§ Exercise aim:
State the number of lines in these records that include the string "block", and say nothing more.

[Data entries]
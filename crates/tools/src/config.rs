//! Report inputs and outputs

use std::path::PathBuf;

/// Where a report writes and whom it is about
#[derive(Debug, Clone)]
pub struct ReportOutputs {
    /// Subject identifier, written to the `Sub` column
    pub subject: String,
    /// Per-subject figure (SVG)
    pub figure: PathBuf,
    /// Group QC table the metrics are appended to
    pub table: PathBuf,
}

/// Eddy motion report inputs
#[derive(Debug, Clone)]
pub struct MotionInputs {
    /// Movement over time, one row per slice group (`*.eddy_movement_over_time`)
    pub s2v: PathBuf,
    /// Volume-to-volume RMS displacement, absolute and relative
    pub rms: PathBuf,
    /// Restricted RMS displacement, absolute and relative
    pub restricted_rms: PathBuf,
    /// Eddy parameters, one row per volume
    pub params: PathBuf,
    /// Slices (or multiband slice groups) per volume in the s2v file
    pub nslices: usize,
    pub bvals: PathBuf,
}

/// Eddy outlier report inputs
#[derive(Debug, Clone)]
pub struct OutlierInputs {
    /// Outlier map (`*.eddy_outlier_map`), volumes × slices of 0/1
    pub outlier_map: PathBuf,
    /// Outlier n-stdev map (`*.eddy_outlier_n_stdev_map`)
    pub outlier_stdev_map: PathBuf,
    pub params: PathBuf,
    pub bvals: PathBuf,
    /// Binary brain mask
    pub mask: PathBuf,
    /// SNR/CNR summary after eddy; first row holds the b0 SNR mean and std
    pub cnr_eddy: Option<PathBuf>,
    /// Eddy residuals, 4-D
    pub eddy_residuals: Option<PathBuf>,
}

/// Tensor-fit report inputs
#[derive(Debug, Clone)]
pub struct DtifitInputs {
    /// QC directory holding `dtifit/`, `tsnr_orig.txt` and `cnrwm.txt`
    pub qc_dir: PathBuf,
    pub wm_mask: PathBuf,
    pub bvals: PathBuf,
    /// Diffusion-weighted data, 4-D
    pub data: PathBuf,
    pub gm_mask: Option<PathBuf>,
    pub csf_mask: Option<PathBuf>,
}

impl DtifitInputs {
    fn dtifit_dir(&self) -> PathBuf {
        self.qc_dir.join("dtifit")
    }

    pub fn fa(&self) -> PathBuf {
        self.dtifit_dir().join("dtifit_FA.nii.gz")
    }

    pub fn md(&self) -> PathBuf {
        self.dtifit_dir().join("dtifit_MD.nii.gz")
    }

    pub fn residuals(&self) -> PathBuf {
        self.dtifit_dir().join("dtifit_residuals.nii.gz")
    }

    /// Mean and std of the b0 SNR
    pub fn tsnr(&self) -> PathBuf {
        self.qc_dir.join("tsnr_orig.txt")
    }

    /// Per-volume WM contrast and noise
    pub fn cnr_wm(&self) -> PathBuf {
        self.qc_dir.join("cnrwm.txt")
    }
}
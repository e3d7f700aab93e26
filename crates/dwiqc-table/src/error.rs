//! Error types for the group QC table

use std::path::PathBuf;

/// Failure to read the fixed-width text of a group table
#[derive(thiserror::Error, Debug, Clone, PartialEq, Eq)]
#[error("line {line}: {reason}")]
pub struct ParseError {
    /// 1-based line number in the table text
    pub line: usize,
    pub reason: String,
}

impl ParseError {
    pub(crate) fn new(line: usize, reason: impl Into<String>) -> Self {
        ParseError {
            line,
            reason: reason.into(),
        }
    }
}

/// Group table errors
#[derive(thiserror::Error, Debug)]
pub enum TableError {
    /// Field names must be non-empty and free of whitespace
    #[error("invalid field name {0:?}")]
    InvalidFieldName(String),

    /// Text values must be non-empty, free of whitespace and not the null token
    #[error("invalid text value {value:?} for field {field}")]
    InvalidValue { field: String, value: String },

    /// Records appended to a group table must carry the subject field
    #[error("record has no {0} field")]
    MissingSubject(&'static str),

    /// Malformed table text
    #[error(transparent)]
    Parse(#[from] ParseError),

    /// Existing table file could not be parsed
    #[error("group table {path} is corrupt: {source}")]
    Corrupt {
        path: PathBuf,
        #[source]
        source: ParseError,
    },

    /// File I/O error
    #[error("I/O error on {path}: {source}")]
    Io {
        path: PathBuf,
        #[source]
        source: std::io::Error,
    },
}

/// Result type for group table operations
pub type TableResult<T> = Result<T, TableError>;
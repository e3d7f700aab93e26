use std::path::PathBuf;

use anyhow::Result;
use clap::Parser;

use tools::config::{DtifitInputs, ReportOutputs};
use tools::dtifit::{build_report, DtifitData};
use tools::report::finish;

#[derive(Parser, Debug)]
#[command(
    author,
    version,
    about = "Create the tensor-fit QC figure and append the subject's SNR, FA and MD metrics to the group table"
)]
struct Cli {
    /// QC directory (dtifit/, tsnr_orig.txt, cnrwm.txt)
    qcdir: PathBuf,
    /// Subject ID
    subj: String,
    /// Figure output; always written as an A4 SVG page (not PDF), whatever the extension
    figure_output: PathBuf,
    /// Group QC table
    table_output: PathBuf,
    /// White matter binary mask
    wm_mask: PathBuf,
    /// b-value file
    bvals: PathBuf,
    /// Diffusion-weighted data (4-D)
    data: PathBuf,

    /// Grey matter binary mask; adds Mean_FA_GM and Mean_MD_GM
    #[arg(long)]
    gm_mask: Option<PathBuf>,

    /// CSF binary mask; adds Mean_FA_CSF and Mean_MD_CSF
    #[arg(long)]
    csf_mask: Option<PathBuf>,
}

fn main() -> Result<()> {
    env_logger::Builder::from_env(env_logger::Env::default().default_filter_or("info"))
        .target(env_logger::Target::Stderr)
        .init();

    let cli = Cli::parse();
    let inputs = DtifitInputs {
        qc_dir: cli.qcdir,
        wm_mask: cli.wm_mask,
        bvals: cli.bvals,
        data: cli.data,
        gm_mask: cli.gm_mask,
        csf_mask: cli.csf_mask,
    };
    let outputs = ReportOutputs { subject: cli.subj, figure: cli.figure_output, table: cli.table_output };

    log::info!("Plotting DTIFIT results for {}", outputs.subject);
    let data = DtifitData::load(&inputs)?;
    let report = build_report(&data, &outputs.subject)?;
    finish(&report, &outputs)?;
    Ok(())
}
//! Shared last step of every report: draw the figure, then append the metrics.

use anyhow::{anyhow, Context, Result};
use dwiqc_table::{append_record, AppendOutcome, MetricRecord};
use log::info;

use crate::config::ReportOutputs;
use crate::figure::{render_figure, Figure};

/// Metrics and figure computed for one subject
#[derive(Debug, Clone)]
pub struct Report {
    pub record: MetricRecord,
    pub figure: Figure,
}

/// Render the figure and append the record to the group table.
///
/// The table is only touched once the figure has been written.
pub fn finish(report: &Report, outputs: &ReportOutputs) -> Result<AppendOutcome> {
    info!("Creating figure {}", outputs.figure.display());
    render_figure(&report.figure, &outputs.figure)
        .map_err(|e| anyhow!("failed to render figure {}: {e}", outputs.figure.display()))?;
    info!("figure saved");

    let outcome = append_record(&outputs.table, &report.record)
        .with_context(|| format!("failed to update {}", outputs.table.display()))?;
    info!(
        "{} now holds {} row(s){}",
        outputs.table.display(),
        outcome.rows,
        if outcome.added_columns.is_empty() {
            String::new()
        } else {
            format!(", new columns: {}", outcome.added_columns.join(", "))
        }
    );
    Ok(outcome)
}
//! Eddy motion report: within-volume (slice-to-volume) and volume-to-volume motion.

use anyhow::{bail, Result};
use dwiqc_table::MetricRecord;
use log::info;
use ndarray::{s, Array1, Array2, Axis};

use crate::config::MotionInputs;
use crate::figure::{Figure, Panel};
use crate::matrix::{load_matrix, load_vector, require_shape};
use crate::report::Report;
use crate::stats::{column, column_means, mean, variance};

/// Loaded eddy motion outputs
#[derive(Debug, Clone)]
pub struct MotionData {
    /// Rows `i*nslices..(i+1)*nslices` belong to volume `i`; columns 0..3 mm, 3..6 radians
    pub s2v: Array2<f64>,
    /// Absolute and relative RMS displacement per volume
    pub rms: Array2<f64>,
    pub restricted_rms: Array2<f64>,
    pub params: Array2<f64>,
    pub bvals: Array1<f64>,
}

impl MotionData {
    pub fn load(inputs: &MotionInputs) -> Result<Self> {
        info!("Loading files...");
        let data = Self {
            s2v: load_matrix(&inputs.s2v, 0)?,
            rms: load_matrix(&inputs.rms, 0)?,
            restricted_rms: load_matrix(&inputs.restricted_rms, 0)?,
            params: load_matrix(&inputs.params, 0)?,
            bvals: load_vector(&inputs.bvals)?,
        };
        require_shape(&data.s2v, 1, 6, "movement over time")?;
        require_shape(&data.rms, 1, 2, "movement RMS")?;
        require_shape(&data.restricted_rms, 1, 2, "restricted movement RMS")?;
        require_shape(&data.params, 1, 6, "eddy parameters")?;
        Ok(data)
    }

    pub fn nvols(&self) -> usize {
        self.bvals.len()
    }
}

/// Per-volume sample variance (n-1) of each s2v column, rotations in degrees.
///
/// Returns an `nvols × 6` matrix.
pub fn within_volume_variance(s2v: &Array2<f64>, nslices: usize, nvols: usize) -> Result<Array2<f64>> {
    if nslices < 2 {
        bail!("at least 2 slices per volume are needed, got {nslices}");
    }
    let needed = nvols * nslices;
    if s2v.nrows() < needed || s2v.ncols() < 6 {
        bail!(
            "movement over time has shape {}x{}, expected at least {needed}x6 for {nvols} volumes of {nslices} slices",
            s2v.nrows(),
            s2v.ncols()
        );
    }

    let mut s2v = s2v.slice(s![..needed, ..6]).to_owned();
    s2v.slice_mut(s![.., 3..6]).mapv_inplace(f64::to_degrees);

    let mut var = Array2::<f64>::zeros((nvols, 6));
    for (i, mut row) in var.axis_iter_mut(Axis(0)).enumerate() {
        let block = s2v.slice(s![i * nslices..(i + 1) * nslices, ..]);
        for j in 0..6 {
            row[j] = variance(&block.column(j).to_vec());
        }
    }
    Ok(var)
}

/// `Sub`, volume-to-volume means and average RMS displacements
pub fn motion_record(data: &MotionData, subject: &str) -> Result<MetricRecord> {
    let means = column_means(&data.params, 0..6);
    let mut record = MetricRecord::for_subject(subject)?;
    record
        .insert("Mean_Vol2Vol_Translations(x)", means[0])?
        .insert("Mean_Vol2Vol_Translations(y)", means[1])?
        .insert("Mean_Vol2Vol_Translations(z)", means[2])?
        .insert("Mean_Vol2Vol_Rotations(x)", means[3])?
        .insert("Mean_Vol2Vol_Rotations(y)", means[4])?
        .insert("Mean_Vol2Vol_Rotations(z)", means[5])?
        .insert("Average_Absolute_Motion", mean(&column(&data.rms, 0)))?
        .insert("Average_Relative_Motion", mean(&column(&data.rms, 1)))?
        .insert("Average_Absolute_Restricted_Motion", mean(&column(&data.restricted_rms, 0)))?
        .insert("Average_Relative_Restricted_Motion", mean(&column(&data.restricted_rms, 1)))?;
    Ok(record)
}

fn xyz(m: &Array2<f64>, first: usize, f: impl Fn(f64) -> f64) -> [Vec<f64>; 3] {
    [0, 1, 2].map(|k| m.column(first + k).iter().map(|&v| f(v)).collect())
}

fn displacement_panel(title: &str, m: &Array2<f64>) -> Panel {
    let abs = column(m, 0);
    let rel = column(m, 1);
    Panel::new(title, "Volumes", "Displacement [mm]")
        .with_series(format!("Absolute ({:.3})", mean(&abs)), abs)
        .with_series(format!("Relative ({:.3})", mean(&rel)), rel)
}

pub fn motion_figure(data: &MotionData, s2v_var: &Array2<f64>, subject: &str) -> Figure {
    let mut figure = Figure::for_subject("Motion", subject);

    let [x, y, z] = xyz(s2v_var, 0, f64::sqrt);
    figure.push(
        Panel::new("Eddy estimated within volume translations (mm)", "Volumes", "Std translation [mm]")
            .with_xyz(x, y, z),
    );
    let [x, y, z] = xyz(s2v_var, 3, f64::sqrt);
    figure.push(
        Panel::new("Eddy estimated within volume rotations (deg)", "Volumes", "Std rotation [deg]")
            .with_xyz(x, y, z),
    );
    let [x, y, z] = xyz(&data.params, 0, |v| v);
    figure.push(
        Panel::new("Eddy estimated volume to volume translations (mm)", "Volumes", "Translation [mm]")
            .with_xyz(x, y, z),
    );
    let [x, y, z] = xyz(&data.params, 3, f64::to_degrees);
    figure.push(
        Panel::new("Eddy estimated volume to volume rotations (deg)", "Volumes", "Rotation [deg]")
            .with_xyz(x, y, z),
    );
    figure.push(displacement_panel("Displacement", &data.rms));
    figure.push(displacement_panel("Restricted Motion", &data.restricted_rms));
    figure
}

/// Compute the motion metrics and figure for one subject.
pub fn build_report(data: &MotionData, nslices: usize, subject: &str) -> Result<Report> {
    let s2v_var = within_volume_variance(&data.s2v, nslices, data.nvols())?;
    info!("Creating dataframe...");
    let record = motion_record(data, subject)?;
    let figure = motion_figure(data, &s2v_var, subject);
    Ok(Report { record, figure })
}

§ Solution to this exercise:
2